Medical and biopharma applications
Currently, the major commercial applications of superconductivity involve low-temperature superconducting (LTS) materials and high field magnets in Nuclear Magnetic Resonance (NMR) and medical Magnetic Resonance Imaging (MRI). NMR spectrometers are used in biology, chemistry and pharmacy to study the structure, the interaction and the kinetics of complex molecules. The expressed need for research spectrometers with the highest possible resolution represents today one of the drives for the development of the high-temperature superconductor (HTS) technology. In fact, in addition to their superior properties at relatively higher temperatures, HTS materials also come along with significantly expanded magnetic field capabilities. Only few months ago, Bruker announced the first ever high-resolution NMR spectra at 1.1 GHz – corresponding at 25.9 T – with a novel HTS/LTS hybrid superconducting magnet [1]: this result belongs also to Switzerland as Bruker BioSpin, one of the industrial members of the MaNEP association, develops and produces its NMR systems in Fällanden, near Zürich.

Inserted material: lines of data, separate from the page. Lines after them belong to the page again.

use anyhow::Context;
use recon_lib::{recover, Dataset, Recovery, RecoveryOptions};
use std::fs::read_to_string;
use std::io::Write;
use std::path::{Path, PathBuf};
use tracing::*;

pub(crate) fn recover_file(path: &Path, options: &RecoveryOptions) -> anyhow::Result<Recovery> {
	let content = read_to_string(path)
		.with_context(|| format!("Couldn't read {}", path.display()))?;
	let dataset = Dataset::from_json_str(&content)
		.with_context(|| format!("Couldn't parse {}", path.display()))?;
	let recovery = recover(&dataset, options)?;
	debug!("{} => raw constant term {} (residual {})", path.display(), recovery.raw, recovery.residual);
	Ok(recovery)
}

/// Recovers every file in order and returns how many failed.
pub(crate) fn run_all<O: Write, E: Write>(files: &[PathBuf], options: &RecoveryOptions, out: &mut O, err: &mut E) -> anyhow::Result<usize> {
	let mut failures = 0;
	for (i, path) in files.iter().enumerate() {
		let number = i + 1;
		match recover_file(path, options) {
			Ok(recovery) => {
				info!("Recovered testcase {} from {}", number, path.display());
				writeln!(out, "Secret for testcase {}: {}", number, recovery.secret)?;
			}
			Err(e) => {
				error!("Testcase {} ({}) failed: {:#}", number, path.display(), e);
				writeln!(err, "Failed to recover testcase {} ({}): {:#}", number, path.display(), e)?;
				failures += 1;
			}
		}
	}
	Ok(failures)
}
//! # Recon-Lib
//! Recovers the hidden constant term of a polynomial from shares whose values are written in
//! arbitrary bases. Reconstruction solves the Vandermonde system of `k` shares through a
//! Gauss-Jordan inverse, see [recover_secret].
//!

pub mod codec;
pub mod error;
pub mod input;
pub mod linalg;
pub mod recovery;

pub use error::ReconError;
pub use input::{Dataset, Point};
pub use recovery::{recover, recover_secret, Recovery, RecoveryOptions, Selection};
use anyhow::Context;
use recon_lib::recovery::{RecoveryOptions, Selection, DEFAULT_RESIDUAL_TOLERANCE};
use recon_lib::linalg::DEFAULT_PIVOT_EPSILON;
use serde_derive::Deserialize;
use std::fs::read_to_string;
use std::path::Path;
use std::str::FromStr;
use tracing::Level;

#[derive(Deserialize, Debug, Default, PartialEq)]
#[serde(default)]
pub(crate) struct Conf {
	pub recovery: RecoveryConf,
	pub logging: LoggingConf,
}

#[derive(Deserialize, Debug, PartialEq)]
#[serde(default)]
pub(crate) struct RecoveryConf {
	pub selection: Selection,
	pub pivot_epsilon: f64,
	pub residual_tolerance: f64,
	pub strict: bool,
}

#[derive(Deserialize, Debug, PartialEq)]
#[serde(default)]
pub(crate) struct LoggingConf {
	pub level: String,
}

impl Default for RecoveryConf {
	fn default() -> Self {
		Self {
			selection: Selection::default(),
			pivot_epsilon: DEFAULT_PIVOT_EPSILON,
			residual_tolerance: DEFAULT_RESIDUAL_TOLERANCE,
			strict: false,
		}
	}
}

impl Default for LoggingConf {
	fn default() -> Self {
		Self {
			level: String::from("info"),
		}
	}
}

impl From<&RecoveryConf> for RecoveryOptions {
	fn from(conf: &RecoveryConf) -> Self {
		RecoveryOptions {
			selection: conf.selection,
			pivot_epsilon: conf.pivot_epsilon,
			residual_tolerance: conf.residual_tolerance,
			strict: conf.strict,
		}
	}
}

impl LoggingConf {
	pub fn level(&self) -> anyhow::Result<Level> {
		Level::from_str(&self.level)
			.map_err(|_| anyhow::anyhow!("Unknown log level {:?}", self.level))
	}
}

impl FromStr for Conf {
	type Err = toml::de::Error;

	fn from_str(s: &str) -> Result<Self, Self::Err> {
		toml::from_str(s)
	}
}

impl Conf {
	pub fn from_path(path: &Path) -> anyhow::Result<Self> {
		let content = read_to_string(path)
			.with_context(|| format!("Couldn't read config file {}", path.display()))?;
		let conf = Conf::from_str(&content)
			.with_context(|| format!("Couldn't parse config file {}", path.display()))?;
		Ok(conf)
	}
}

In the MRI systems, the field homogeneity and stability provided by superconducting magnets are essential to achieve the resolution, precision and speed required for clinical imaging. Commercial MRI systems operate at a magnetic field between 0.5 and 7 T, but ultra-high field devices, up to 11.7 T, are being developed to increase the spatial and temporal resolution of the images with the ambitious goal of decoding the functioning of our brain [2].

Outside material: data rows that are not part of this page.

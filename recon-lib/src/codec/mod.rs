pub mod base;

pub use base::{decode_value, encode_value};
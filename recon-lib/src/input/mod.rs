pub mod dataset;
pub mod parser;

pub use dataset::{Dataset, Keys, Numeric, Share, ShareRecord};
pub use parser::{parse_input, ParsedInput, Point};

Superconductivity and Big Science
Superconductivity is a core technology that has fueled the progress in high-energy physics accelerators and in thermonuclear fusion reactors. The Large Hadron Collider (LHC) at CERN uses more than a thousand superconducting dipoles and quadrupoles, corresponding to about 1200 tons of Nb-Ti wires cooled at 1.9 K. With the discovery of the Higgs boson, LHC has provided further validation to the Standard Model of particle physics.

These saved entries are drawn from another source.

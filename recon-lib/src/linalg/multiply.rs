use crate::error::ReconError;
use crate::linalg::matrix::Matrix;

/// `result[i] = sum_j M[i][j] * v[j]`
pub fn mul_vec(m: &Matrix, v: &[f64]) -> Result<Vec<f64>, ReconError> {
	if m.cols() != v.len() {
		return Err(ReconError::DimensionMismatch { expected: m.cols(), found: v.len() });
	}
	let result = (0..m.rows())
		.map(|r| v.iter().enumerate().fold(0.0, |sum, (c, x)| sum + m[(r, c)] * x))
		.collect();
	Ok(result)
}

pub fn mul(a: &Matrix, b: &Matrix) -> Result<Matrix, ReconError> {
	if a.cols() != b.rows() {
		return Err(ReconError::DimensionMismatch { expected: a.cols(), found: b.rows() });
	}
	let mut result = Matrix::zeros(a.rows(), b.cols());
	for r in 0..a.rows() {
		for c in 0..b.cols() {
			result[(r, c)] = (0..a.cols()).fold(0.0, |sum, i| sum + a[(r, i)] * b[(i, c)]);
		}
	}
	Ok(result)
}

However, many outstanding questions about our understanding of the universe, such as the nature of dark matter or the origin of the observed matter-antimatter asymmetry, are still unanswered and call for particle accelerators at the energy frontier. The Future Circular Collider (FCC) study driven by CERN aims to shed light on these questions at the most fundamental level. The goal of increasing the potential to discover new physics is driving the FCC community to conceive a 100 TeV center-of-mass proton-proton collider, i.e. more than 7 times the design energy of LHC, in a new tunnel of 100 km circumference in the Geneva area. A dipole field of 16 T is necessary to reach the energy target and this is well beyond the limits of Nb-Ti.
CERN and several high-energy physics laboratories in Europe, Asia and North America engage in an intense R&D effort to develop such magnets. The Swiss State Secretariat for Education, Research and Innovation (SERI), together with the ETH Board provide strong financial support to the recently established Swiss collaboration on Accelerator Research and Technology (CHART). It unites CERN, EPFL, ETHZ, PSI and University of Geneva in an effort to further the development of future CERN projects like FCC. One of the main goals of CHART is the development of the 16 Tesla prototype magnet.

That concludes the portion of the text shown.